- [Problem details] Each entry needs to be copied exactly, with nothing left out.

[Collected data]
---------------
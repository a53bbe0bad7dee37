//! Exact dynamic-programming engine for the minimum-length bitonic tour.
//!
//! A bitonic tour runs strictly left-to-right from the leftmost point to
//! the rightmost, then strictly right-to-left back to the start, so any
//! vertical line crosses it at most twice. Over points sorted by x this
//! restricted TSP variant is solved exactly in O(n^2) time.
//!
//! The subproblem `PartialTour(i, j)` (i < j) is the shortest open bitonic
//! path that starts at point i, ends at point j, and visits every point
//! with index <= j exactly once. The table is filled row by row in j; the
//! final tour is obtained by closing the best last-row path with the edge
//! back to the rightmost point.

use crate::error::{Error, Result};
use crate::points::{Point, PointSet};
use crate::solution::Solution;
use rayon::prelude::*;
use std::time::Instant;

/// Rows shorter than this are filled serially; the rayon dispatch only
/// pays for itself on wide rows.
const PARALLEL_ROW_THRESHOLD: usize = 64;

/// One cell of the DP table: the minimum-length open bitonic path for a
/// pair of endpoints, written exactly once during the fill pass.
///
/// Invariant: for pair (i, j) the path holds exactly the indices `0..=j`
/// with no repeats, its last element is `j`, and its first element is the
/// other endpoint of the open path.
#[derive(Debug, Clone, PartialEq)]
pub struct PartialTour {
    /// Length of the open path; strictly positive.
    pub cost: f64,
    /// Point indices from one endpoint to the other.
    pub path: Vec<usize>,
}

/// The bitonic DP engine.
///
/// Owns a snapshot of the x-sorted points taken at construction time, so
/// later mutations of the source [`PointSet`] never invalidate a computed
/// table; build a new solver instead. The triangular table is stored as a
/// flat arena indexed by `j*(j-1)/2 + i`, with `None` marking unfilled
/// cells.
pub struct BitonicSolver {
    points: Vec<Point>,
    table: Vec<Option<PartialTour>>,
}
---------------
- [Solution]
repository a53bbe0bad7dee37
//! Exact dynamic-programming engine for the minimum-length bitonic tour.
//!
//! A bitonic tour runs strictly left-to-right from the leftmost point to
//! the rightmost, then strictly right-to-left back to the start, so any
//! vertical line crosses it at most twice. Over points sorted by x this
//! restricted TSP variant is solved exactly in O(n^2) time.
//!
//! The subproblem `PartialTour(i, j)` (i < j) is the shortest open bitonic
//! path that starts at point i, ends at point j, and visits every point
//! with index <= j exactly once. The table is filled row by row in j; the
//! final tour is obtained by closing the best last-row path with the edge
//! back to the rightmost point.

use crate::error::{Error, Result};
use crate::points::{Point, PointSet};
use crate::solution::Solution;
use rayon::prelude::*;
use std::time::Instant;

/// Rows shorter than this are filled serially; the rayon dispatch only
/// pays for itself on wide rows.
const PARALLEL_ROW_THRESHOLD: usize = 64;

/// One cell of the DP table: the minimum-length open bitonic path for a
/// pair of endpoints, written exactly once during the fill pass.
///
/// Invariant: for pair (i, j) the path holds exactly the indices `0..=j`
/// with no repeats, its last element is `j`, and its first element is the
/// other endpoint of the open path.
#[derive(Debug, Clone, PartialEq)]
pub struct PartialTour {
    /// Length of the open path; strictly positive.
    pub cost: f64,
    /// Point indices from one endpoint to the other.
    pub path: Vec<usize>,
}

/// The bitonic DP engine.
///
/// Owns a snapshot of the x-sorted points taken at construction time, so
/// later mutations of the source [`PointSet`] never invalidate a computed
/// table; build a new solver instead. The triangular table is stored as a
/// flat arena indexed by `j*(j-1)/2 + i`, with `None` marking unfilled
/// cells.
pub struct BitonicSolver {
    points: Vec<Point>,
    table: Vec<Option<PartialTour>>,
}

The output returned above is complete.